___ GIVEN RECORDS ___
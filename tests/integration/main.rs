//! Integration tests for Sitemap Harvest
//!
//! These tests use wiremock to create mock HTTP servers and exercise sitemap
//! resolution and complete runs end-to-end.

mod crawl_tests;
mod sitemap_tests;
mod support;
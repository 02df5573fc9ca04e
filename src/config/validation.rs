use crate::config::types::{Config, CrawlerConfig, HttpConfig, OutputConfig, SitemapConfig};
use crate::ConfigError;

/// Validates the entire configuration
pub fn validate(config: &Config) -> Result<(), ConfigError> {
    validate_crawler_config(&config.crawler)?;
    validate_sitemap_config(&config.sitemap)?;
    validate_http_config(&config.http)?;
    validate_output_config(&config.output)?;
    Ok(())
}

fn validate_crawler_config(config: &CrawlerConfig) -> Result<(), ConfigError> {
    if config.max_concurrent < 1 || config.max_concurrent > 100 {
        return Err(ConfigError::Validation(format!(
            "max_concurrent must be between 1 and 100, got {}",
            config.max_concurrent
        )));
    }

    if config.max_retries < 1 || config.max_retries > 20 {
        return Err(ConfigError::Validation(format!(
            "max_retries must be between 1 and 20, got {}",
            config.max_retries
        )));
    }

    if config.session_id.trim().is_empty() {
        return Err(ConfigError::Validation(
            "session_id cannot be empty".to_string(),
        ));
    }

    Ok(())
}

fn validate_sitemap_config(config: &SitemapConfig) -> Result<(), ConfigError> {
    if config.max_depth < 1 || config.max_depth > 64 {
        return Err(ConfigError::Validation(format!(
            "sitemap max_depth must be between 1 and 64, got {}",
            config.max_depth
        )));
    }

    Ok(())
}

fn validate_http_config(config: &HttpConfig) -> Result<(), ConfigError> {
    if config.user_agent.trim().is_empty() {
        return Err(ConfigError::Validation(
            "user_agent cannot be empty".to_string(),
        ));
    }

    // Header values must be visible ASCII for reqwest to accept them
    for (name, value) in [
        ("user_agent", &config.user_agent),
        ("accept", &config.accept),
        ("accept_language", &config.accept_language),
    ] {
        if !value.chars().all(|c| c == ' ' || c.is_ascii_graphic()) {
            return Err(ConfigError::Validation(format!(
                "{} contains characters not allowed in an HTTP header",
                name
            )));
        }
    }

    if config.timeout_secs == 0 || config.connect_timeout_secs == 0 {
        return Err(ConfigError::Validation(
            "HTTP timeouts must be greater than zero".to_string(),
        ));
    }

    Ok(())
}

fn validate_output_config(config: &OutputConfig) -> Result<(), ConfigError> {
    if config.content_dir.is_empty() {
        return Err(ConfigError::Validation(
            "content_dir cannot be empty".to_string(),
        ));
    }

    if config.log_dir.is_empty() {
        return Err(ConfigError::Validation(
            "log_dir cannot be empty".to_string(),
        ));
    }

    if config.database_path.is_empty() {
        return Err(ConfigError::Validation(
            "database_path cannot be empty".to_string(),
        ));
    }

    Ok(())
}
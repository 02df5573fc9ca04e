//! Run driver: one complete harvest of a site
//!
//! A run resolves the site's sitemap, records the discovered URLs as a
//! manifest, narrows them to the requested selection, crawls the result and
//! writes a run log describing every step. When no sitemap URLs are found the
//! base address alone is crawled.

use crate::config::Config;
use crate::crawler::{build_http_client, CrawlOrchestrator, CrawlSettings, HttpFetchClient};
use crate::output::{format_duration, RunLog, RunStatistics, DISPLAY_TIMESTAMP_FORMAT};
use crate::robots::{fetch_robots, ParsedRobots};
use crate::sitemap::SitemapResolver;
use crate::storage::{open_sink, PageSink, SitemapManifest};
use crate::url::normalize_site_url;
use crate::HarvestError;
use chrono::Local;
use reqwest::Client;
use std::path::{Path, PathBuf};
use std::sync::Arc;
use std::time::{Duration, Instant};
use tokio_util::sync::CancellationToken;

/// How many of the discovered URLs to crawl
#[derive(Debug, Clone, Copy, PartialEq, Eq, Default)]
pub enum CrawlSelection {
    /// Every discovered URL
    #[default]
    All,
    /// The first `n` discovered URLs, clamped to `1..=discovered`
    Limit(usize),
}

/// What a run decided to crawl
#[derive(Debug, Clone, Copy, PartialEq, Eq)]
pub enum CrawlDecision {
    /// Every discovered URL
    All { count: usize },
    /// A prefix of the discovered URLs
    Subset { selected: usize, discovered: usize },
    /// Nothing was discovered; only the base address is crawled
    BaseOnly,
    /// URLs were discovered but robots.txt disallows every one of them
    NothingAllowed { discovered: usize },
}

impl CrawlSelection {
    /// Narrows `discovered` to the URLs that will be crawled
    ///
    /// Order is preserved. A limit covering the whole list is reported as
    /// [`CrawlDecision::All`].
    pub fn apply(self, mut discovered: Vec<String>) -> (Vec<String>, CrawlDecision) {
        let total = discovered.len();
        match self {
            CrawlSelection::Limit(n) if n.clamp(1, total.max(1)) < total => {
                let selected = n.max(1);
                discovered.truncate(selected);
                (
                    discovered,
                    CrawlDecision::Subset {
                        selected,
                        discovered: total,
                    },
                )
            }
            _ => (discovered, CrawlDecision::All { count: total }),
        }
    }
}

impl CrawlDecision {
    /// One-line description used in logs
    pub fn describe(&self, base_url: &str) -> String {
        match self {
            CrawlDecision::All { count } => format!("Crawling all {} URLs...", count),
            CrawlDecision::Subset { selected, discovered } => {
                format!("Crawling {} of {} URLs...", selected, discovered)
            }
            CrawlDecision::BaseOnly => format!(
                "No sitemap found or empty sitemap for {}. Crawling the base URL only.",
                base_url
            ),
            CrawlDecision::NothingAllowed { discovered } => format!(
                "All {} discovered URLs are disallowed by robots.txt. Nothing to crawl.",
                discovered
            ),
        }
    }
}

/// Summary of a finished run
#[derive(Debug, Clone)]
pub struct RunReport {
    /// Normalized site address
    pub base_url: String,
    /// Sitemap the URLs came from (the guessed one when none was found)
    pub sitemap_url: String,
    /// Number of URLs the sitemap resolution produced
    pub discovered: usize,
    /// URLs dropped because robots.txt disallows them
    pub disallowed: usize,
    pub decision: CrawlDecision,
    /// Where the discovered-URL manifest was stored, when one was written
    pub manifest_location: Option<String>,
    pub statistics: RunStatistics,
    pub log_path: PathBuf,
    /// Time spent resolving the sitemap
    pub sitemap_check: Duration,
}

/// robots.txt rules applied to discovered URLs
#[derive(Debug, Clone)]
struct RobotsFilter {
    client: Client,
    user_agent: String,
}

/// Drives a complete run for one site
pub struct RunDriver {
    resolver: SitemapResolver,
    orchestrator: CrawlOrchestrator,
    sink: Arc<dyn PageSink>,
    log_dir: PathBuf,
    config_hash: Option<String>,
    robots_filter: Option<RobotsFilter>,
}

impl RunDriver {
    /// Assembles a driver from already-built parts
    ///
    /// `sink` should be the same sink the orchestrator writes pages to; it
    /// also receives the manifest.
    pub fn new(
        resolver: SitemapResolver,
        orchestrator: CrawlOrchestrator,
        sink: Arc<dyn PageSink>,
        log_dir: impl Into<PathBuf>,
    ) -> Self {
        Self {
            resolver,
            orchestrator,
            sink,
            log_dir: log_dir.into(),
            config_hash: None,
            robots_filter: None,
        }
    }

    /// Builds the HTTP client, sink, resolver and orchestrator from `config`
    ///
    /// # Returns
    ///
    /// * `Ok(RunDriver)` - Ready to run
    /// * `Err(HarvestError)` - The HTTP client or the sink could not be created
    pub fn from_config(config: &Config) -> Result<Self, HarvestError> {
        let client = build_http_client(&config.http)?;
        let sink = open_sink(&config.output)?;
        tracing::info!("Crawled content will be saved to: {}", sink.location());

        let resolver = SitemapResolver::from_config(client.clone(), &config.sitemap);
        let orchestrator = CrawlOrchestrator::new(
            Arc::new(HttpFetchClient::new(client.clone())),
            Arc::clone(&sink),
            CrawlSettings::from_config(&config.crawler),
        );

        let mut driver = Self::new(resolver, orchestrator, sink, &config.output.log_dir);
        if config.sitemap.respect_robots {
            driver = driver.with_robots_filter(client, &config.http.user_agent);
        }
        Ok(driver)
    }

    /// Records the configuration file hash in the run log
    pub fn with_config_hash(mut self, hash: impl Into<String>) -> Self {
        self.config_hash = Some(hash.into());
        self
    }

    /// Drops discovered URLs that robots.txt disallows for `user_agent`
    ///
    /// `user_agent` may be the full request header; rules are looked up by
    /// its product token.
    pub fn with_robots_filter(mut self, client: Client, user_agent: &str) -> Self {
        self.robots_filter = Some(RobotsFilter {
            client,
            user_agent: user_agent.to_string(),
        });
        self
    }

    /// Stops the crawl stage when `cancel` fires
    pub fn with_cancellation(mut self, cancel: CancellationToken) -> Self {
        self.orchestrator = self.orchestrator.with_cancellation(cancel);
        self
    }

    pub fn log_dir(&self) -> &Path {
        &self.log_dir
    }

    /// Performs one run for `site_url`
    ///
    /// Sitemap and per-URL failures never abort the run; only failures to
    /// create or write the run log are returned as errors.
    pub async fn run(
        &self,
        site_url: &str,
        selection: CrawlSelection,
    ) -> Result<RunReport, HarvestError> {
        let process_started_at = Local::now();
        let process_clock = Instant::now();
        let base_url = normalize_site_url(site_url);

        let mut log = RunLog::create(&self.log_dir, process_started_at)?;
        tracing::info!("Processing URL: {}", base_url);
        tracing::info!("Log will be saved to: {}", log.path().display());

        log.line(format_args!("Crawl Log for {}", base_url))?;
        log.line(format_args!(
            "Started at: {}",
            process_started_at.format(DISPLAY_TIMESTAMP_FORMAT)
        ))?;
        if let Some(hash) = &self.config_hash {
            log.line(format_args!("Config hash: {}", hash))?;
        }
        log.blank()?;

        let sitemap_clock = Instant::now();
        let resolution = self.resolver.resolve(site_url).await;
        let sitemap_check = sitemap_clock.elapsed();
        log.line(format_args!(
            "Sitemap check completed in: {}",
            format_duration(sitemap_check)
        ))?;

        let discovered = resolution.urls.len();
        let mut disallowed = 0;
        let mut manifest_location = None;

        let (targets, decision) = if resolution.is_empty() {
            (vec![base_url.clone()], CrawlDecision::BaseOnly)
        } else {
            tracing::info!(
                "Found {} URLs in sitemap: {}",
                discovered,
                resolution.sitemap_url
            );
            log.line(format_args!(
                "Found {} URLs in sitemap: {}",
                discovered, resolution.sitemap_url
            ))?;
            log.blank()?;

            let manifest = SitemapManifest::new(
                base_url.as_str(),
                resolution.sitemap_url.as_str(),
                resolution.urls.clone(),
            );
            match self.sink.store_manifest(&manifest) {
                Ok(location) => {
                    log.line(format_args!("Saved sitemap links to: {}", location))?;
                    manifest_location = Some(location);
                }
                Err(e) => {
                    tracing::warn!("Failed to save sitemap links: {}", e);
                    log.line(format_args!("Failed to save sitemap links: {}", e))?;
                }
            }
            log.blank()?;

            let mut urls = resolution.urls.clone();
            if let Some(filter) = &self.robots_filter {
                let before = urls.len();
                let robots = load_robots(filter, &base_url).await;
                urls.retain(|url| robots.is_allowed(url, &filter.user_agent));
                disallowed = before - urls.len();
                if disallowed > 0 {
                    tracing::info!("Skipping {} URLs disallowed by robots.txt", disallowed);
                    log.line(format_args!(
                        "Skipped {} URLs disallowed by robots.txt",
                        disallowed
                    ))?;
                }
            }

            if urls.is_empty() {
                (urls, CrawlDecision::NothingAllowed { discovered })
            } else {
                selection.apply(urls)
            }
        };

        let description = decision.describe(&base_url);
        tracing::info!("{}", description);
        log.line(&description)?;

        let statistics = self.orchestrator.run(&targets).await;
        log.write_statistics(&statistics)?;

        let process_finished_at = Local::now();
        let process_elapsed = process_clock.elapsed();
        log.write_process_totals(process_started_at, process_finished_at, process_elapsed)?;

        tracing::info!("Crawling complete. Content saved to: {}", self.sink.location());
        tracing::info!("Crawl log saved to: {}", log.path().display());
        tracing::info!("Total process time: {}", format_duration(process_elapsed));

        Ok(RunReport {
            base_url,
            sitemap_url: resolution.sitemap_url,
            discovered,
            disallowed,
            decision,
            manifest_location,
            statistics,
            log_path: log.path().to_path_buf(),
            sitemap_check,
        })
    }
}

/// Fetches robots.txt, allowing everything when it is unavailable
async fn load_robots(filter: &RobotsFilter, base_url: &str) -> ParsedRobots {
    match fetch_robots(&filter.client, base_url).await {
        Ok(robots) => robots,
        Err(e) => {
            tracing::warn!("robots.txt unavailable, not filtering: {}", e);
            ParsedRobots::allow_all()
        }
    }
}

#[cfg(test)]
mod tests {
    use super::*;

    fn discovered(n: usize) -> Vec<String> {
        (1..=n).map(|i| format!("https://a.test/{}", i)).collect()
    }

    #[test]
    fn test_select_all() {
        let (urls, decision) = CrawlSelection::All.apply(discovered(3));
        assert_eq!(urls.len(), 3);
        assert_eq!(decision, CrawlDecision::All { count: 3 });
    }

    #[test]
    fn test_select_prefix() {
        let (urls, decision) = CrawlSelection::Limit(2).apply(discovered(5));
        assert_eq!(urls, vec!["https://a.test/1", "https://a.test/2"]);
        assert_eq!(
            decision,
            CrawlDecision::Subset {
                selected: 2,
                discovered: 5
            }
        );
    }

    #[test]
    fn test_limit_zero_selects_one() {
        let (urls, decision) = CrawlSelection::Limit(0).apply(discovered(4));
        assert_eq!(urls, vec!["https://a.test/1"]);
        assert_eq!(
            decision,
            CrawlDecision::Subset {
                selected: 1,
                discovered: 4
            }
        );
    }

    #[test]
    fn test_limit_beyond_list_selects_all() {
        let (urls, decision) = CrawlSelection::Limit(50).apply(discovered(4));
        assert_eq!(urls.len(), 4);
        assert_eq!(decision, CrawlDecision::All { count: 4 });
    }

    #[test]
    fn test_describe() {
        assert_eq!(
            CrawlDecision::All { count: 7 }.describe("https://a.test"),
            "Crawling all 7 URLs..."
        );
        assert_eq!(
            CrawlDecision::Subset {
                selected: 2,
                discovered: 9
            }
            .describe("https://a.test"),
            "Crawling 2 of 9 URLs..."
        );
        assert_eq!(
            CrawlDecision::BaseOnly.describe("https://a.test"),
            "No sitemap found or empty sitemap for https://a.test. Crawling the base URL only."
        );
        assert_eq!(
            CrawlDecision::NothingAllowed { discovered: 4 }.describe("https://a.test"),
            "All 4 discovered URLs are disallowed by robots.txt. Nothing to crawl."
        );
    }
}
___
### DIRECTIONS FOR THIS TASK
Both the first line of the records above and the line containing "filename src/config/validation.rs" are to be transcribed exactly, together with every line between them, and nothing else.

### EXERCISE RESULT
filename tests/integration/main.rs
//! Integration tests for Sitemap Harvest
//!
//! These tests use wiremock to create mock HTTP servers and exercise sitemap
//! resolution and complete runs end-to-end.

mod crawl_tests;
mod sitemap_tests;
mod support;
repository 02df5573fc9ca04e
filename src/config/validation.rs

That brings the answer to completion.